Já a reinfecção aconteceu em dezembro de 2020. Além dos sintomas diferentes da primeira vez, ela relata que a sobrecarga emocional foi muito grande. “Tive medo de internar e de morrer. Era Natal e não estava apenas distante de toda a família, mas doente de novo”, relembra Fernanda. “A cada dia eu me sentia pior, tanto fisicamente quanto emocionalmente. Outra irmã, que não mora comigo, fez uma ceia e deixou na porta de casa, tocou a campainha e acenou de longe. Aquela cena despertou um misto de emoções. Falava com minha mãe (ela não sabia de nada) a vontade era de chorar, só queria ter seu dengo, ser cuidada também.”

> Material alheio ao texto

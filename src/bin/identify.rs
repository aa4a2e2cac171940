use std::env;
use std::fs::File;

use rayon::prelude::*;
use tracing::info;
use tracing_subscriber::EnvFilter;

use threefr::{RawError, RawImage, RawMetadata};

fn usage() {
  println!("identify [--metadata] <file>...");
  std::process::exit(1);
}

enum Report {
  Image(RawImage),
  Metadata(RawMetadata),
}

fn identify(file: &str, metadata_only: bool) -> Result<Report, RawError> {
  if metadata_only {
    let mut f = File::open(file)?;
    Ok(Report::Metadata(threefr::decode_metadata(&mut f)?))
  } else {
    Ok(Report::Image(threefr::decode_file(file)?))
  }
}

fn describe(meta: &RawMetadata) -> String {
  format!(
    "  make: {} ({})\n  model: {} ({})\n  cfa: {}\n  wb_coeffs: {:?}\n  blacklevels: {:?}\n  whitelevels: {:?}\n  crops: {:?}\n",
    meta.make, meta.clean_make, meta.model, meta.clean_model, meta.cfa,
    meta.wb_coeffs, meta.blacklevels, meta.whitelevels, meta.crops,
  )
}

fn main() {
  tracing_subscriber::fmt()
    .with_env_filter(EnvFilter::try_from_default_env().unwrap_or_else(|_| EnvFilter::new("warn")))
    .with_writer(std::io::stderr)
    .init();

  let mut args: Vec<String> = env::args().skip(1).collect();
  let metadata_only = args.first().map_or(false, |a| a == "--metadata");
  if metadata_only {
    args.remove(0);
  }
  if args.is_empty() {
    usage();
  }

  threefr::force_initialization();
  info!("Identifying {} files", args.len());

  let reports: Vec<String> = args.par_iter().map(|file| {
    match identify(file, metadata_only) {
      Ok(Report::Image(image)) => {
        let mut out = format!("{}: {}x{}\n", file, image.width, image.height);
        out.push_str(&describe(&image.metadata));
        for err in &image.errors {
          out.push_str(&format!("  partial: {}\n", err));
        }
        out
      },
      Ok(Report::Metadata(meta)) => format!("{}:\n{}", file, describe(&meta)),
      Err(e) => format!("{}: ERROR: {}\n", file, e),
    }
  }).collect();

  for report in reports {
    print!("{}", report);
  }
}
#[macro_use]
extern crate afl;

fn main() {
  threefr::force_initialization();

  fuzz_nohook!(|data: &[u8]| {
    // Remove the panic hook so we can actually catch panic
    std::panic::set_hook(Box::new(|_| {}));

    threefr::decode_metadata(&mut &data[..]).ok();
  });
}
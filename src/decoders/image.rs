use std::f32::NAN;

use crate::decoders::cfa::CFA;
use crate::decoders::RawError;

// Largest side length accepted for a raw image
const MAX_DIMENSION: usize = 65535;

/// Camera identification and calibration that goes along with the pixels
#[derive(Debug, Clone, PartialEq)]
pub struct RawMetadata {
  pub make: String,
  pub model: String,
  pub clean_make: String,
  pub clean_model: String,
  pub cfa: CFA,
  /// White balance multipliers, NaN when the file doesn't have them
  pub wb_coeffs: [f32; 4],
  pub blacklevels: [u16; 4],
  pub whitelevels: [u16; 4],
  /// Matrix from XYZ to camera space, NaN when the camera has none
  pub xyz_to_cam: [[f32; 3]; 4],
  /// Crops from the edges of the image, top/right/bottom/left
  pub crops: [usize; 4],
}

impl Default for RawMetadata {
  fn default() -> RawMetadata {
    RawMetadata {
      make: String::new(),
      model: String::new(),
      clean_make: String::new(),
      clean_model: String::new(),
      cfa: CFA::default(),
      wb_coeffs: [NAN, NAN, NAN, NAN],
      blacklevels: [0, 0, 0, 0],
      whitelevels: [65535, 65535, 65535, 65535],
      xyz_to_cam: [[NAN, NAN, NAN]; 4],
      crops: [0, 0, 0, 0],
    }
  }
}

/// Decoded sensor values plus whatever went wrong getting them
#[derive(Debug, Clone)]
pub struct RawImage {
  pub width: usize,
  pub height: usize,
  pub data: Vec<u16>,
  /// Problems hit after the buffer was allocated. The pixels are still
  /// returned, anything not reached by the decoder is left at zero.
  pub errors: Vec<String>,
  pub metadata: RawMetadata,
}

impl RawImage {
  /// Allocates a zeroed image. The size never changes afterwards.
  pub fn new(width: usize, height: usize) -> Result<RawImage, RawError> {
    if width == 0 || height == 0 || width > MAX_DIMENSION || height > MAX_DIMENSION {
      return Err(RawError::InvalidDimensions { width, height })
    }
    Ok(RawImage {
      width,
      height,
      data: vec![0; width * height],
      errors: Vec::new(),
      metadata: RawMetadata::default(),
    })
  }

  pub fn set_error(&mut self, err: &str) {
    self.errors.push(err.to_string());
  }

  /// True when decoding stopped early and only part of the data is valid
  pub fn is_partial(&self) -> bool {
    !self.errors.is_empty()
  }

  pub fn row(&self, row: usize) -> &[u16] {
    &self.data[row * self.width..(row + 1) * self.width]
  }

  pub fn row_mut(&mut self, row: usize) -> &mut [u16] {
    &mut self.data[row * self.width..(row + 1) * self.width]
  }

  pub fn pixel(&self, row: usize, col: usize) -> u16 {
    self.data[row * self.width + col]
  }
}
//! Dotted path grammar for addressing components.
//!
//! ```text
//! path    = segment ( "." segment | "[" key "]" )*
//! segment = attribute name (no '.', '[' or ']')
//! key     = raw text without ']' | JSON string literal
//! ```
//!
//! A bracketed key is resolved against the container it lands on: lists parse
//! it as an index, mappings look it up verbatim.

use std::fmt;

use crate::error::{ProgramError, Result};

/// One step of a parsed path.
#[derive(Debug, Clone, PartialEq, Eq, Hash)]
pub enum Segment {
    /// `name` — an attribute of a module.
    Attr(String),
    /// `[key]` — an element of a list or mapping.
    Item(String),
}

impl Segment {
    pub fn index(index: usize) -> Self {
        Segment::Item(index.to_string())
    }
}

impl fmt::Display for Segment {
    fn fmt(&self, f: &mut fmt::Formatter<'_>) -> fmt::Result {
        match self {
            Segment::Attr(name) => f.write_str(name),
            Segment::Item(key) => f.write_str(&render_item(key)),
        }
    }
}

/// Append an attribute name to `prefix`.
pub fn join_attr(prefix: &str, name: &str) -> String {
    if prefix.is_empty() {
        name.to_string()
    } else {
        format!("{}.{}", prefix, name)
    }
}

/// Append a bracketed list index or mapping key to `prefix`.
pub fn join_item(prefix: &str, key: &str) -> String {
    format!("{}{}", prefix, render_item(key))
}

fn render_item(key: &str) -> String {
    if needs_quoting(key) {
        // serde_json emits a valid literal for any str
        let quoted = serde_json::Value::String(key.to_string()).to_string();
        format!("[{}]", quoted)
    } else {
        format!("[{}]", key)
    }
}

fn needs_quoting(key: &str) -> bool {
    key.is_empty() || key.contains(']') || key.starts_with('"')
}

/// True if `name` can appear as an attribute segment.
pub fn is_addressable_attr(name: &str) -> bool {
    !name.is_empty() && !name.contains(['.', '[', ']'])
}

/// Render parsed segments back into a path string.
pub fn render(segments: &[Segment]) -> String {
    let mut out = String::new();
    for segment in segments {
        match segment {
            Segment::Attr(name) => out = join_attr(&out, name),
            Segment::Item(key) => out = join_item(&out, key),
        }
    }
    out
}

/// Parse a path string into segments.
pub fn parse(path: &str) -> Result<Vec<Segment>> {
    let bytes = path.as_bytes();
    let mut segments = Vec::new();
    let mut pos = 0;

    loop {
        let start = pos;
        while pos < bytes.len() && bytes[pos] != b'.' && bytes[pos] != b'[' {
            if bytes[pos] == b']' {
                return Err(syntax(path, format!("unexpected ']' at byte {}", pos)));
            }
            pos += 1;
        }
        if pos == start {
            return Err(syntax(path, format!("empty attribute name at byte {}", pos)));
        }
        segments.push(Segment::Attr(path[start..pos].to_string()));

        while pos < bytes.len() && bytes[pos] == b'[' {
            let (key, next) = parse_item(path, pos + 1)?;
            segments.push(Segment::Item(key));
            pos = next;
        }

        if pos == bytes.len() {
            return Ok(segments);
        }
        if bytes[pos] != b'.' {
            return Err(syntax(path, format!("expected '.' or '[' at byte {}", pos)));
        }
        pos += 1;
    }
}

/// Parse the key following a `[` at `start`; returns the key and the byte
/// offset just past the closing `]`.
fn parse_item(path: &str, start: usize) -> Result<(String, usize)> {
    let bytes = path.as_bytes();
    if bytes.get(start) == Some(&b'"') {
        let mut pos = start + 1;
        let mut escaped = false;
        while pos < bytes.len() {
            match bytes[pos] {
                b'\\' if !escaped => escaped = true,
                b'"' if !escaped => break,
                _ => escaped = false,
            }
            pos += 1;
        }
        if pos >= bytes.len() {
            return Err(syntax(path, "unterminated quoted key"));
        }
        let key: String = serde_json::from_str(&path[start..=pos])
            .map_err(|err| syntax(path, format!("invalid quoted key: {}", err)))?;
        if bytes.get(pos + 1) != Some(&b']') {
            return Err(syntax(path, "expected ']' after quoted key"));
        }
        return Ok((key, pos + 2));
    }

    match path[start..].find(']') {
        Some(offset) if offset > 0 => Ok((path[start..start + offset].to_string(), start + offset + 1)),
        Some(_) => Err(syntax(path, "empty key")),
        None => Err(syntax(path, "unterminated '['")),
    }
}

fn syntax(path: &str, reason: impl Into<String>) -> ProgramError {
    ProgramError::PathSyntax {
        path: path.to_string(),
        reason: reason.into(),
    }
}

#[cfg(test)]
mod tests {
    use super::*;

    #[test]
    fn parses_attributes_indices_and_keys() {
        let segments = parse("steps[1].qa[draft].generate").expect("parse");
        assert_eq!(
            segments,
            vec![
                Segment::Attr("steps".to_string()),
                Segment::Item("1".to_string()),
                Segment::Attr("qa".to_string()),
                Segment::Item("draft".to_string()),
                Segment::Attr("generate".to_string()),
            ]
        );
    }

    #[test]
    fn quoted_keys_survive_render_and_parse() {
        let path = join_item("lookup", "a]b");
        assert_eq!(path, r#"lookup["a]b"]"#);
        let segments = parse(&path).expect("parse");
        assert_eq!(segments[1], Segment::Item("a]b".to_string()));
        assert_eq!(render(&segments), path);
    }

    #[test]
    fn keys_may_contain_dots() {
        let segments = parse("models[gpt-4.1].predict").expect("parse");
        assert_eq!(segments[1], Segment::Item("gpt-4.1".to_string()));
        assert_eq!(segments[2], Segment::Attr("predict".to_string()));
    }

    #[test]
    fn rejects_malformed_paths() {
        for bad in ["", ".a", "a.", "a..b", "[0]", "a[", "a[]", "a]b", "a[0]b", r#"a["x"y]"#] {
            let err = parse(bad).expect_err(bad);
            assert!(matches!(err, ProgramError::PathSyntax { .. }), "{bad}: {err}");
        }
    }

    #[test]
    fn join_attr_omits_leading_dot() {
        assert_eq!(join_attr("", "a"), "a");
        assert_eq!(join_attr("a[0]", "b"), "a[0].b");
    }
}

Ao falar sobre o sentimento depois de um ano de combate ao vírus, Fernanda também menciona o medo e o cansaço. “Como a maioria dos colegas que atuam na linha de frente, estou exausta. No entanto, quando se tem um propósito muito bem estabelecido -e o meu é cuidar- a cada dia renovo minhas energias, peço a Deus, ao universo, resiliência, força, resistência, empatia para continuar trabalhando com a mesma dedicação”, conclui. 

“O SENTIMENTO É DE DESRESPEITO”
Erica Mantelli, ginecologista, obstetra e especialista em saúde sexual


Arquivo Pessoal/Divulgação

A especialista em Ginecologia e Obstetrícia conta que, apesar de manter uma visão otimista do futuro, tem dificuldade em lidar com o números de mortos e infectados pela Covid-19, especialmente por conta das pessoas que não cumprem os protocolos de segurança. “A falta de empatia nos incomoda e nos sentimos desrespeitados ao ver que não entenderam e não estão levando a sério as medidas de proteção”, explica. 

Sem imaginar que a pandemia pudesse atingir um grau tão expressivo, a profissional ressalta que as principais dificuldades a serem vencidas são: se manter em segurança e adaptar o seu trabalho, marcado por afetividade, para os tempos nos quais os sorrisos são escondidos por trás de máscaras faciais. “Estar próximo aos pacientes e atuar de maneira calorosa, íntima e afetuosa, mesmo sem conseguir sorrir por conta dos equipamentos de proteção é tudo muito novo”, revela. 

Entre os muitos casos inusitados que teve de acompanhar desde o início da pandemia, a médica destaca um em especial. Na ocasião, a gestante foi diagnosticada com o novo coronavírus, o que acabou colocando a vida dela e da bebê em risco. Apenas dois dias após o diagnóstico, a doença evoluiu de forma abrupta, iniciando o trabalho de parto prematuramente. 

“A bebê nasceu e foi para UTI, assim como a mãe. Depois, com a estabilização do quadro, as duas ficaram muito bem, mas foi algo grave, pois a gestante sempre foi muito saudável e não apresentava nenhuma outra doença. Depois do Covid, evoluiu de maneira muito rápida para um caso intenso com grande potencial de mortalidade”, relata. 

Mesmo com as dificuldades impostas pela pandemia, a médica chama a atenção para o lado positivo. A especialista ressalta que, diferentemente de um ano atrás, hoje os profissionais estão munidos de mais informações. 

“Conforme o tempo vai passando, a gente vai criando maior experiência no manejo da situação e dos pacientes, e esse é o lado bom [...]. Estamos um passo além. Cada vez mais perto do fim. Me sinto esperançosa, apesar da vacina estar indo muito devagar,  tenho esperança de que nos próximos meses teremos melhores notícias”, enfatiza.

* Nós, da equipe AnaMariaDigital, agradecemos toda a luta dessas mulheres, e de todos os profissionais de saúde que atuam na linha de frente da pandemia de Covid-19. Toda nossa admiração e gratidão!